In Mexico City, the Bolsa index inched up less than 1 point to close at 1,148.13, ending one of the worst weeks of the year. The index dropped 4.3% for the week.
Meanwhile, some South American markets continued to soar as foreign money poured in. Argentine stocks rose for an eighth straight day, as the general index of the Buenos Aires exchange jumped 3.2% to 84,513,463. In Chile, the IPSA index of the Santiago exchange closed at 248.10, up 6% for the week.
Bond yields closed mixed after the market was boosted by a favorable inflation report.
The price of the Treasury’s benchmark 30-year bond fell 1/16 point, or about 63 cents per $1,000. Its yield inched up to 8.24% from 8.23% late Thursday.
But most shorter-maturity bonds rose in price, pulling their yields down slightly as traders focused on good inflation news.
The lack of inflation at the wholesale level in July suggests the Federal Reserve will ease interest rates again, and that could mean a new rush of money into bonds to lock in yields, traders said.
The only real drag on the bond market was news that brokerage Salomon Inc. had uncovered rule violations in its bids at Treasury bond auctions in February and December.

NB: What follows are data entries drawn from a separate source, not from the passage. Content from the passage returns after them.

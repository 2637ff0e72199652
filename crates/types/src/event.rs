//! Event records streamed from the simulators to the observer.

use crate::summary::Summary;
use serde::{Deserialize, Serialize};
use std::fmt;

/// Kind of an event record.
#[derive(Debug, Clone, Copy, PartialEq, Eq, Hash, Serialize, Deserialize)]
#[serde(rename_all = "lowercase")]
pub enum EventKind {
    /// A human-readable progress line.
    Log,
    /// Structured results of a finished run.
    Summary,
    /// Terminal marker; nothing follows it for the same run.
    Done,
}

/// Which simulation a record belongs to.
#[derive(Debug, Clone, Copy, PartialEq, Eq, Hash, Serialize, Deserialize)]
#[serde(rename_all = "lowercase")]
pub enum Topic {
    /// Message-passing ring simulation.
    Ring,
    /// Shared-memory parallel worker simulation.
    Parallel,
}

impl Topic {
    /// Wire name of the topic.
    pub fn as_str(&self) -> &'static str {
        match self {
            Topic::Ring => "ring",
            Topic::Parallel => "parallel",
        }
    }
}

impl fmt::Display for Topic {
    fn fmt(&self, f: &mut fmt::Formatter<'_>) -> fmt::Result {
        f.write_str(self.as_str())
    }
}

/// An immutable event record.
///
/// Wire form: `{"type": "log", "topic": "ring", "text": "...", "payload": {...}}`
/// with absent optional fields omitted. `topic` is absent only for untargeted
/// diagnostics, `payload` is present only on summaries.
#[derive(Debug, Clone, PartialEq, Serialize, Deserialize)]
pub struct EventRecord {
    #[serde(rename = "type")]
    kind: EventKind,

    #[serde(default, skip_serializing_if = "Option::is_none")]
    topic: Option<Topic>,

    #[serde(default, skip_serializing_if = "Option::is_none")]
    text: Option<String>,

    #[serde(default, skip_serializing_if = "Option::is_none")]
    payload: Option<Summary>,
}

impl EventRecord {
    /// A progress line for one simulation.
    pub fn log(topic: Topic, text: impl Into<String>) -> Self {
        Self {
            kind: EventKind::Log,
            topic: Some(topic),
            text: Some(text.into()),
            payload: None,
        }
    }

    /// A diagnostic line that belongs to no simulation.
    pub fn untargeted(text: impl Into<String>) -> Self {
        Self {
            kind: EventKind::Log,
            topic: None,
            text: Some(text.into()),
            payload: None,
        }
    }

    /// The results of a finished run; the topic follows the payload.
    pub fn summary(summary: Summary) -> Self {
        Self {
            kind: EventKind::Summary,
            topic: Some(summary.topic()),
            text: None,
            payload: Some(summary),
        }
    }

    /// Terminal marker of a run.
    pub fn done(topic: Topic, text: impl Into<String>) -> Self {
        Self {
            kind: EventKind::Done,
            topic: Some(topic),
            text: Some(text.into()),
            payload: None,
        }
    }

    pub fn kind(&self) -> EventKind {
        self.kind
    }

    pub fn topic(&self) -> Option<Topic> {
        self.topic
    }

    pub fn text(&self) -> Option<&str> {
        self.text.as_deref()
    }

    pub fn payload(&self) -> Option<&Summary> {
        self.payload.as_ref()
    }

    /// Whether this is a `log` record whose text starts with `prefix`.
    pub fn is_log_starting_with(&self, prefix: &str) -> bool {
        self.kind == EventKind::Log && self.text().is_some_and(|t| t.starts_with(prefix))
    }
}

#[cfg(test)]
mod tests {
    use super::*;
    use crate::summary::{ParallelSummary, WorkerResult};
    use crate::{LapTime, WorkerId};

    #[test]
    fn test_log_wire_form() {
        let record = EventRecord::log(Topic::Ring, "sector 1 time 12.00 (lap 1)");
        let json = serde_json::to_value(&record).unwrap();
        assert_eq!(
            json,
            serde_json::json!({
                "type": "log",
                "topic": "ring",
                "text": "sector 1 time 12.00 (lap 1)"
            })
        );
    }

    #[test]
    fn test_untargeted_omits_topic() {
        let json = serde_json::to_string(&EventRecord::untargeted("unrecognized command: x")).unwrap();
        assert!(!json.contains("topic"));
        assert!(json.contains("\"type\":\"log\""));
    }

    #[test]
    fn test_summary_takes_topic_from_payload() {
        let result = WorkerResult {
            worker_id: WorkerId(1),
            best_time: LapTime::from_hundredths(8000),
            trial_count: 2,
        };
        let record = EventRecord::summary(Summary::Parallel(ParallelSummary {
            best_per_worker: vec![result.clone()],
            best_overall: result,
        }));
        assert_eq!(record.kind(), EventKind::Summary);
        assert_eq!(record.topic(), Some(Topic::Parallel));
        assert!(record.text().is_none());

        let json = serde_json::to_value(&record).unwrap();
        assert_eq!(json["payload"]["best_overall"]["best_time"], 80.0);
        assert_eq!(json["payload"]["best_overall"]["worker_id"], 1);
    }

    #[test]
    fn test_done_round_trips() {
        let record = EventRecord::done(Topic::Parallel, "parallel run finished");
        let json = serde_json::to_string(&record).unwrap();
        let back: EventRecord = serde_json::from_str(&json).unwrap();
        assert_eq!(back, record);
    }
}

Analysts said investors were concerned that Salomon, a major bond dealer, would sell some securities as a consequence, which could depress prices.
The federal funds rate, the interest banks charge on overnight loans, was quoted at 5.375%, down from 5.625% Thursday.
The dollar finished higher against most major currencies in light trading.
The dollar closed in New York at 1.728 German marks, up from 1.714 Thursday, and at 136.55 yen, up from 136.15.
Gold for October delivery settled at $361.10 an ounce on New York’s Comex, up $1.10; September silver climbed 4.8 cents to $3.98. Platinum for October rose $4.30 on the New York Merc to $355.20.
Also on the Merc, light, sweet crude oil for September delivery rose 4 cents to $21.62 a barrel.